Monday, October 22, 2007

Verizon Bribes U.S. Senator Rockefellor for TelCom Immunity

A trio of men in need of arrest and prosecution for involvement with bribery for Constitutional subversion, to wit the 1st and 4th Amendments:

For offering a bribe:
Verizon CEO Ivan Seidenberg
Chairman and CEO ($19,425,000 annual compensation 2005),
Executive VP and President and CEO of Verizon Wireless CEO Dennis Strigl
($11,209,600 annual compensation 2005)
For receiving a bribe:
U.S. Senator Jay Rockefeller.
From http://kipesquire.powerblogs.com/posts/1192978834.shtml
Verizon & AT&T Buy a Senator (and Possibly NSA Immunity)

While one moral defective gets caught with her campaign contribution hand in the Chinatown fortune cookie jar, another moral defective gets caught with his votes-for-sale hand on the wiretapped telephone:
Senator Jay Rockefeller (D-West Virginia) is reportedly steering the secretive Senate Intelligence Committee to give retroactive immunity to telecoms that helped the government secretly spy on Americans.

He has also recently benefited from some interesting political contributions.

Top Verizon executives, including CEO Ivan Seidenberg and President Dennis Strigl, wrote personal checks to Rockefeller totaling $23,500 in March, 2007. Prior to that apparently coordinated flurry of 29 donations, only one of those executives had ever donated to Rockefeller (at least while working for Verizon).
More interesting facts:

--The Verizon donations all occurred in a single month: March 2007. Curious.

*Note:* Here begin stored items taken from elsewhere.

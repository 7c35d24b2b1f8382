// SPDX-License-Identifier: MPL-2.0
// This Source Code Form is subject to the terms of the Mozilla Public
// License, v. 2.0. If a copy of the MPL was not distributed with this
// file, You can obtain one at https://mozilla.org/MPL/2.0/.

//! Binary codec for the UDP discovery protocol.
//!
//! The probe payload and the response layout were reverse engineered from
//! the vendor's discovery tool; the bytes are opaque to semantics and must
//! be reproduced bit-for-bit for device compatibility.

use std::net::Ipv4Addr;
use std::time::Duration;

use serde::Serialize;

use crate::types::MacAddr;

/// UDP port the discovery protocol uses for both probe and response.
pub const DISCOVERY_PORT: u16 = 4000;

/// Fixed length of both the probe and a valid response datagram.
pub const PACKET_LEN: usize = 61;

/// ASCII marker a valid response begins with.
const RESPONSE_MARKER: &[u8] = b"IPCam";

/// Byte sequence terminating the device name field.
const NAME_TERMINATOR: [u8; 5] = [0x00, 0x30, 0x30, 0x38, 0x30];

/// Offset of the device name within a response.
const NAME_OFFSET: usize = 38;

/// The probe datagram broadcast to solicit responses.
const PROBE: [u8; PACKET_LEN] = [
    b'P', b'C', b'E', b'd', b'i', b't', 0x02, 0x00, 0x00, 0x00, 0x00, 0x00, 0x00, 0x00, 0x00,
    0x00, 0x00, 0x00, 0x00, 0x00, 0x00, 0x00, 0x00, 0x00, 0x00, 0x02, 0x00, 0x00, 0x00, 0x00,
    0x00, 0x00, 0x00, 0x00, 0x02, 0x00, 0x00, 0x00, 0x00, 0x00, 0x00, 0x00, 0x00, 0x00, 0x00,
    0x00, 0x00, 0x00, 0x00, 0x00, 0x00, 0x00, 0x00, 0x00, 0x00, 0x00, 0x00, 0x00, 0x00, 0x00,
    0x00,
];

/// Returns the fixed probe payload.
#[must_use]
pub fn probe() -> &'static [u8; PACKET_LEN] {
    &PROBE
}

/// One device that answered a discovery probe.
///
/// Ephemeral: no identity beyond the field values, and the protocol layer
/// does not de-duplicate repeated answers.
#[derive(Debug, Clone, PartialEq, Eq, Serialize)]
pub struct DiscoveredDevice {
    /// Device name extracted from the response packet.
    pub name: String,
    /// Device IP address.
    pub ip: Ipv4Addr,
    /// Subnet mask.
    pub subnet_mask: Ipv4Addr,
    /// Default gateway.
    pub gateway: Ipv4Addr,
    /// Hardware address.
    pub mac: MacAddr,
    /// Elapsed time between the start of listening and this response.
    pub latency: Duration,
}

/// Decodes a candidate response datagram.
///
/// Returns `None` unless the payload is exactly 61 bytes and begins with
/// the `IPCam` marker; a truncated or foreign datagram is never an error,
/// just not a matching device. The name terminator is searched from the
/// name offset onwards — a packet without it is likewise rejected instead
/// of reading past the bound.
#[must_use]
pub fn try_decode_response(data: &[u8], latency: Duration) -> Option<DiscoveredDevice> {
    if data.len() != PACKET_LEN || !data.starts_with(RESPONSE_MARKER) {
        return None;
    }

    let name_end = data[NAME_OFFSET..]
        .windows(NAME_TERMINATOR.len())
        .position(|window| window == NAME_TERMINATOR)
        .map(|pos| NAME_OFFSET + pos)?;
    let name = String::from_utf8_lossy(&data[NAME_OFFSET..name_end]).into_owned();

    let ipv4_at = |offset: usize| Ipv4Addr::new(
        data[offset],
        data[offset + 1],
        data[offset + 2],
        data[offset + 3],
    );

    let mut mac = [0u8; 6];
    mac.copy_from_slice(&data[14..20]);

    Some(DiscoveredDevice {
        name,
        ip: ipv4_at(10),
        subnet_mask: ipv4_at(20),
        gateway: ipv4_at(27),
        mac: MacAddr::new(mac),
        latency,
    })
}
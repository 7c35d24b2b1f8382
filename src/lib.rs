// SPDX-License-Identifier: MPL-2.0
// This Source Code Form is subject to the terms of the Mozilla Public
// License, v. 2.0. If a copy of the MPL was not distributed with this
// file, You can obtain one at https://mozilla.org/MPL/2.0/.

//! A Rust library to control the Koukaam NETIO-230A networked power
//! sockets.
//!
//! The NETIO-230A exposes a line-oriented KSHELL/telnet protocol for
//! control and a UDP broadcast protocol for discovery. This crate covers
//! both:
//!
//! - **Session control**: authenticated TCP session, typed command API for
//!   the four power sockets and the system settings
//! - **Discovery**: enumerate devices on the local network without knowing
//!   their addresses
//!
//! # Quick Start
//!
//! ## Switching a power socket
//!
//! ```no_run
//! use netio230a::SessionBuilder;
//!
//! #[tokio::main]
//! async fn main() -> netio230a::Result<()> {
//!     let mut session = SessionBuilder::new("192.168.1.2")
//!         .credentials("admin", "secret")
//!         .secure_login(true) // hash credentials instead of cleartext
//!         .connect()
//!         .await?;
//!
//!     // Switch socket 0 on and inspect all four sockets
//!     session.set_outlet_power(0, true).await?;
//!     for outlet in session.refresh_outlets().await? {
//!         println!("{}: {}", outlet.name, if outlet.power_on { "on" } else { "off" });
//!     }
//!
//!     session.disconnect().await;
//!     Ok(())
//! }
//! ```
//!
//! ## Finding devices on the LAN
//!
//! ```no_run
//! #[tokio::main]
//! async fn main() -> netio230a::Result<()> {
//!     for device in netio230a::discovery::discover().await? {
//!         println!(
//!             "{} at {} (mac {}, answered in {:?})",
//!             device.name, device.ip, device.mac, device.latency
//!         );
//!     }
//!     Ok(())
//! }
//! ```
//!
//! # Reconnect behavior
//!
//! A transport fault in the middle of a session triggers exactly one
//! automatic reconnect-and-reauthenticate, after which the failed command
//! is replayed once. A second fault, or any command-level protocol
//! violation, is surfaced to the caller immediately.

pub mod discovery;
pub mod error;
mod outlet;
pub mod protocol;
mod session;
pub mod types;

pub use discovery::{DiscoveredDevice, DiscoveryOptions};
pub use error::{Error, Result};
pub use outlet::{OUTLET_COUNT, OutletState};
pub use session::{DeviceSession, SessionBuilder};
pub use types::{MacAddr, NetworkConfig};
// SPDX-License-Identifier: MPL-2.0
// This Source Code Form is subject to the terms of the Mozilla Public
// License, v. 2.0. If a copy of the MPL was not distributed with this
// file, You can obtain one at https://mozilla.org/MPL/2.0/.

//! In-memory record of one power socket's configuration and status.

use serde::Serialize;

/// Number of power sockets on a NETIO-230A. Fixed by the hardware.
pub const OUTLET_COUNT: usize = 4;

/// State of one power socket as last reported by the device.
///
/// Four instances live inside a [`DeviceSession`], created with these
/// defaults at construction and refreshed in place by
/// [`DeviceSession::refresh_outlets`]. Fields are only ever written from a
/// device response, never invented locally.
///
/// [`DeviceSession`]: crate::DeviceSession
/// [`DeviceSession::refresh_outlets`]: crate::DeviceSession::refresh_outlets
#[derive(Debug, Clone, PartialEq, Eq, Serialize)]
pub struct OutletState {
    /// Free-text label assigned on the device.
    pub name: String,
    /// True for manual switching, false for timer-driven.
    pub manual_mode: bool,
    /// Current energized state.
    pub power_on: bool,
    /// Persisted power-up default after a power loss.
    pub power_on_after_loss: bool,
    /// Reserved. No response currently populates this; the watchdog
    /// protocol is only documented upstream as a raw `port wd` string.
    pub watchdog_on: bool,
    /// Delay in seconds used by the temporary-interrupt command.
    pub interrupt_delay: u32,
}

impl Default for OutletState {
    fn default() -> Self {
        Self {
            name: String::new(),
            manual_mode: true,
            power_on: false,
            power_on_after_loss: false,
            watchdog_on: false,
            interrupt_delay: 2,
        }
    }
}
// SPDX-License-Identifier: MPL-2.0
// This Source Code Form is subject to the terms of the Mozilla Public
// License, v. 2.0. If a copy of the MPL was not distributed with this
// file, You can obtain one at https://mozilla.org/MPL/2.0/.

//! TCP line transport for the KSHELL protocol.
//!
//! One [`LineTransport`] owns one socket. The session layer recreates the
//! whole transport on reconnect rather than reusing it.

use std::io;
use std::time::Duration;

use tokio::io::{AsyncReadExt, AsyncWriteExt, BufReader};
use tokio::net::TcpStream;
use tokio::net::tcp::{OwnedReadHalf, OwnedWriteHalf};
use tokio::time::timeout;

use crate::error::{Error, Result};

/// A buffered, timeout-bounded line connection to one device.
#[derive(Debug)]
pub struct LineTransport {
    reader: BufReader<OwnedReadHalf>,
    writer: OwnedWriteHalf,
    read_timeout: Duration,
}

impl LineTransport {
    /// Opens a TCP connection with a bounded connect timeout.
    ///
    /// # Errors
    ///
    /// Establishment failures map onto the session error taxonomy:
    ///
    /// - the timer elapsing → [`Error::ConnectTimeout`]
    /// - a refused connection → [`Error::ConnectionRefused`]
    /// - an unresolvable name or missing route → [`Error::UnreachableHost`]
    pub async fn connect(
        host: &str,
        port: u16,
        connect_timeout: Duration,
        read_timeout: Duration,
    ) -> Result<Self> {
        let stream = match timeout(connect_timeout, TcpStream::connect((host, port))).await {
            Err(_) => {
                return Err(Error::ConnectTimeout {
                    host: host.to_string(),
                });
            }
            Ok(Err(err)) if err.kind() == io::ErrorKind::ConnectionRefused => {
                return Err(Error::ConnectionRefused {
                    host: host.to_string(),
                });
            }
            // Resolution failures and missing routes both land here; either
            // way the host cannot be reached as given.
            Ok(Err(err)) => {
                return Err(Error::UnreachableHost {
                    host: host.to_string(),
                    source: err,
                });
            }
            Ok(Ok(stream)) => stream,
        };

        let (read_half, write_half) = stream.into_split();
        Ok(Self {
            reader: BufReader::new(read_half),
            writer: write_half,
            read_timeout,
        })
    }

    /// Sends one pre-framed request line.
    ///
    /// # Errors
    ///
    /// Returns [`Error::Transport`] on any send fault.
    pub async fn send(&mut self, line: &[u8]) -> Result<()> {
        self.writer.write_all(line).await?;
        self.writer.flush().await?;
        Ok(())
    }

    /// Reads one `\n`-terminated response line, terminator included.
    ///
    /// The device frames every answer with CR LF, so the returned string
    /// normally ends in `\r\n`. Bytes that are not valid UTF-8 are replaced
    /// rather than dropped so that error messages can still show the raw
    /// answer.
    ///
    /// # Errors
    ///
    /// Returns [`Error::Transport`] when the read times out, the peer
    /// closes the connection, or any other receive fault occurs.
    pub async fn read_line(&mut self) -> Result<String> {
        let mut buf = Vec::with_capacity(64);
        loop {
            let byte = match timeout(self.read_timeout, self.reader.read_u8()).await {
                Err(_) => {
                    return Err(Error::Transport(io::Error::new(
                        io::ErrorKind::TimedOut,
                        "timed out waiting for response line",
                    )));
                }
                Ok(Err(err)) => return Err(Error::Transport(err)),
                Ok(Ok(byte)) => byte,
            };
            buf.push(byte);
            if byte == b'\n' {
                return Ok(String::from_utf8_lossy(&buf).into_owned());
            }
        }
    }

    /// Shuts the socket down, ignoring errors. Consumes the transport.
    pub async fn close(mut self) {
        let _ = self.writer.shutdown().await;
    }
}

--Almost all the AT&T donations occurred on two single days: May 22, 2007, and June 1, 2007. Curiouser.

--Rockefeller, despite being worth over $100 million, actually needs the money, having "selflessly" pledged to spend none of his own fortune for his 2008 re-election campaign (in "very red" Red State West Virginia).

--The flood of telco executive donations to Rockefeller only began after the Democrats took control of the Senate; as one commenter notes, "It doesn't make sense to bribe a member of the minority party, does it?"

Meanwhile, Rockefeller's Senate Intelligence Committee passed the "telco immunity" version of the warrantless wiretapping authorization. Further hurdles await in the Senate Judiciary Committee and in the House. Let's see how much more telco cash finds it way into politicians' pockets.
Having been targeted by law enforcement while carrying a Verizon cell phone registered in my name as apparent revenge for my blog questioning the Vatican role in the U.S. government aborting its South Capitol Mall, and in the planning of the Washington Nationals Stadium, I do believe that Verizon knows that it violated the U.S. constitution.